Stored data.
++++++++
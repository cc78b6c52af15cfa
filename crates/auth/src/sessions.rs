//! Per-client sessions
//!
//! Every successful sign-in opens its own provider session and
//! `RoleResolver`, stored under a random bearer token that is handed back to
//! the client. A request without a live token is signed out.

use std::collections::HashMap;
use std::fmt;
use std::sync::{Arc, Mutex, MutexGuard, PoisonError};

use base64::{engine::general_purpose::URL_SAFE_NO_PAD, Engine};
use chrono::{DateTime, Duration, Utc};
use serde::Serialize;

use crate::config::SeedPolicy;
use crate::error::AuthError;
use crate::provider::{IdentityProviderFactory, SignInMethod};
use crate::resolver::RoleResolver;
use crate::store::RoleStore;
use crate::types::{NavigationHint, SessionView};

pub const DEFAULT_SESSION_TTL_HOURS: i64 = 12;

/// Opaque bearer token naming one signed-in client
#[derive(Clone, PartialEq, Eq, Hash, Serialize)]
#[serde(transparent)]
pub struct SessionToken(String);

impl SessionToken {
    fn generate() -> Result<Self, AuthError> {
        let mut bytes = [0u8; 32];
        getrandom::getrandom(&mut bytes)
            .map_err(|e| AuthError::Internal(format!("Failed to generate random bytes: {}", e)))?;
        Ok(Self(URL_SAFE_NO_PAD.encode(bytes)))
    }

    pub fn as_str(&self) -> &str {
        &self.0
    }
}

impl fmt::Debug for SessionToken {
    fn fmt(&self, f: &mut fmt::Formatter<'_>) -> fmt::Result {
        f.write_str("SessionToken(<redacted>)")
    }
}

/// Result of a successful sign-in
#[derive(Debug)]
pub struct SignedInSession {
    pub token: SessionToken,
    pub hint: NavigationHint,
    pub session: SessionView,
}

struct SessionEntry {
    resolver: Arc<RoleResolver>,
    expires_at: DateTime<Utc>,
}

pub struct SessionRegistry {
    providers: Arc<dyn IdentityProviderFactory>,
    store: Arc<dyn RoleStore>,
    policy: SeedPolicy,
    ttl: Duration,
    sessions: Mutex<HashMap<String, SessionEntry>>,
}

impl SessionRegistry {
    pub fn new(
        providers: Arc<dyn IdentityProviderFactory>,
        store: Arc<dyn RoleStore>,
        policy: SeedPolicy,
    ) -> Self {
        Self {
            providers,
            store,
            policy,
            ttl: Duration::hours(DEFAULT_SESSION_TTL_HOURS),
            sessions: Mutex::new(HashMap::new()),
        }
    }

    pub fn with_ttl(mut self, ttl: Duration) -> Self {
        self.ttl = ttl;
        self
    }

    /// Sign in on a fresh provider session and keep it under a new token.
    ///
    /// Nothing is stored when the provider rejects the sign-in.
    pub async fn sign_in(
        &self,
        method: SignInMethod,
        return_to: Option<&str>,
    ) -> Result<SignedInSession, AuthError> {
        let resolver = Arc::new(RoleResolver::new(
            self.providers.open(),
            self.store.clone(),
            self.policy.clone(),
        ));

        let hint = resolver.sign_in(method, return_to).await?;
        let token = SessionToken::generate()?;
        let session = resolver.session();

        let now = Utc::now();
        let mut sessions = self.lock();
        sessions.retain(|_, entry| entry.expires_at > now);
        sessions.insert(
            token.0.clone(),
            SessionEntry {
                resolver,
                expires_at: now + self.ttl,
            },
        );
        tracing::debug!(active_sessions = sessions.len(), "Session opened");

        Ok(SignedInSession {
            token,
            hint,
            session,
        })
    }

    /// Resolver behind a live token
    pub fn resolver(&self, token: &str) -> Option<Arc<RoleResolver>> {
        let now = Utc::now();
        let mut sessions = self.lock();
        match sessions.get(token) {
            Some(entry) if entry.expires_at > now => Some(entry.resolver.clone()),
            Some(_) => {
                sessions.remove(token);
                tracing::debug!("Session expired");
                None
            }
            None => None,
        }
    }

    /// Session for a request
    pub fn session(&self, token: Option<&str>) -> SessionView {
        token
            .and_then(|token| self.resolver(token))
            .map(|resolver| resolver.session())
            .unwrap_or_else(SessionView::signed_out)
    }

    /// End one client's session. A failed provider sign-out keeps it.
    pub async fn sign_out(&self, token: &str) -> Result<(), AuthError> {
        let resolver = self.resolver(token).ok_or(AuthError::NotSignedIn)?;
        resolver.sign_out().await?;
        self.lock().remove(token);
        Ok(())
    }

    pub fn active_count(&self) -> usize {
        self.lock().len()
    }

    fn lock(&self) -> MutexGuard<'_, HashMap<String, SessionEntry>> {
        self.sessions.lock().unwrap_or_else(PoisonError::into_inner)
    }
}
++++++++
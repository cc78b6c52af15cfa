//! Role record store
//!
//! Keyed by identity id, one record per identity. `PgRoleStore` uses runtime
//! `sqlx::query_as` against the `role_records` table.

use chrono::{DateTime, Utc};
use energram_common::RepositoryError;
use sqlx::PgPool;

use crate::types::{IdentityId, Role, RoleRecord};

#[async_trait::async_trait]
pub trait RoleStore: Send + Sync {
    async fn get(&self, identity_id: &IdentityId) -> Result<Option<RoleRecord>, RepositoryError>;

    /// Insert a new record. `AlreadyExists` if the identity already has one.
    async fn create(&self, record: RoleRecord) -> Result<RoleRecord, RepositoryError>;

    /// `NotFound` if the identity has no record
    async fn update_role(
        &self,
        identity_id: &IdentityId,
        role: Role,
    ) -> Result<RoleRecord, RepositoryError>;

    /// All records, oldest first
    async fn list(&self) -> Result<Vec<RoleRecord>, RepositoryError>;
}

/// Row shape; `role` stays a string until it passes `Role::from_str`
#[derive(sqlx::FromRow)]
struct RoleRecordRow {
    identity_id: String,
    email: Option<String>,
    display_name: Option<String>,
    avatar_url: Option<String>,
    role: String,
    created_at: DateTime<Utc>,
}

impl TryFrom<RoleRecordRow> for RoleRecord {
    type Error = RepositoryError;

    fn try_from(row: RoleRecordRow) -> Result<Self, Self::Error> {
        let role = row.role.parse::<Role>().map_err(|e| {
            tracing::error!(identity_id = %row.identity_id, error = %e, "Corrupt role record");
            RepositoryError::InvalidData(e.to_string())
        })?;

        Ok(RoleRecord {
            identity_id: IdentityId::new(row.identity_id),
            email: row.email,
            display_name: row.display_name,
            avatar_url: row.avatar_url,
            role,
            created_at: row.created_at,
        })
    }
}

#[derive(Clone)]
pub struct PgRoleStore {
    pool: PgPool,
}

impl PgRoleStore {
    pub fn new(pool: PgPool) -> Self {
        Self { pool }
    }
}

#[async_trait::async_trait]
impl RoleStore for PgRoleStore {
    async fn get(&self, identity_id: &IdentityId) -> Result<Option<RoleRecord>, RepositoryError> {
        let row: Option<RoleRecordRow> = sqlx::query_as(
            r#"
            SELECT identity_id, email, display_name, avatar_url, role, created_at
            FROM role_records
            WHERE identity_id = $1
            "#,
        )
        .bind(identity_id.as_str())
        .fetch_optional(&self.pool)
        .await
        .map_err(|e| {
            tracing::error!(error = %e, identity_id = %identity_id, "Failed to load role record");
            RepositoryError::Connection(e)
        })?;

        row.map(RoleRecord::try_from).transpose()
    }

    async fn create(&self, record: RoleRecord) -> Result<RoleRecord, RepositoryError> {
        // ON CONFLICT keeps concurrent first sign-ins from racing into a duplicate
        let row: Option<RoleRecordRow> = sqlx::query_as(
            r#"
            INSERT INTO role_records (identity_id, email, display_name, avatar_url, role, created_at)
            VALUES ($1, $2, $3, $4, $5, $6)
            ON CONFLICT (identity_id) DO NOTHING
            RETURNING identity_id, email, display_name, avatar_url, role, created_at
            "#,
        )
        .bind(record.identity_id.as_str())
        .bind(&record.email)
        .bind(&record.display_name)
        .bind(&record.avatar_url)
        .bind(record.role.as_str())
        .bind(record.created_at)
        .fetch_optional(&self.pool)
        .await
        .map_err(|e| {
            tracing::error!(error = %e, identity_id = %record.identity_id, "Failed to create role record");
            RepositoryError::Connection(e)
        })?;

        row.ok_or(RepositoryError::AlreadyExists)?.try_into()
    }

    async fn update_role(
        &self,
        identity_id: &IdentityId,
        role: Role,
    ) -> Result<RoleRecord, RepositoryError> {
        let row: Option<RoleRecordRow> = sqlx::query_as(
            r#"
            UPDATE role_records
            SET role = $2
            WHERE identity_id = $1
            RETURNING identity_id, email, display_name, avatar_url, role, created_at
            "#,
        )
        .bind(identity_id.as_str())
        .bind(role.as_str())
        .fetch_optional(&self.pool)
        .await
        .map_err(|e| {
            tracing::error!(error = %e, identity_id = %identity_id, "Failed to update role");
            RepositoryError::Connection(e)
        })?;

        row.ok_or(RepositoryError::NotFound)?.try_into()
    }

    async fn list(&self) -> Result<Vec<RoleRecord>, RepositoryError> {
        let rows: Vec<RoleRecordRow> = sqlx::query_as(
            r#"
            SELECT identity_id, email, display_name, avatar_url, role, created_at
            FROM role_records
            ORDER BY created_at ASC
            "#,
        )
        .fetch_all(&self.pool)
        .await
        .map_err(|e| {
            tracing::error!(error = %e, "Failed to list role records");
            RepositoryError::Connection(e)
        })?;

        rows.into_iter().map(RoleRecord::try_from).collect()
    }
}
++++++++
Exercise. After reading the records above, say how many lines hold the string "IdentityId", using only a number.

Result of this exercise. 6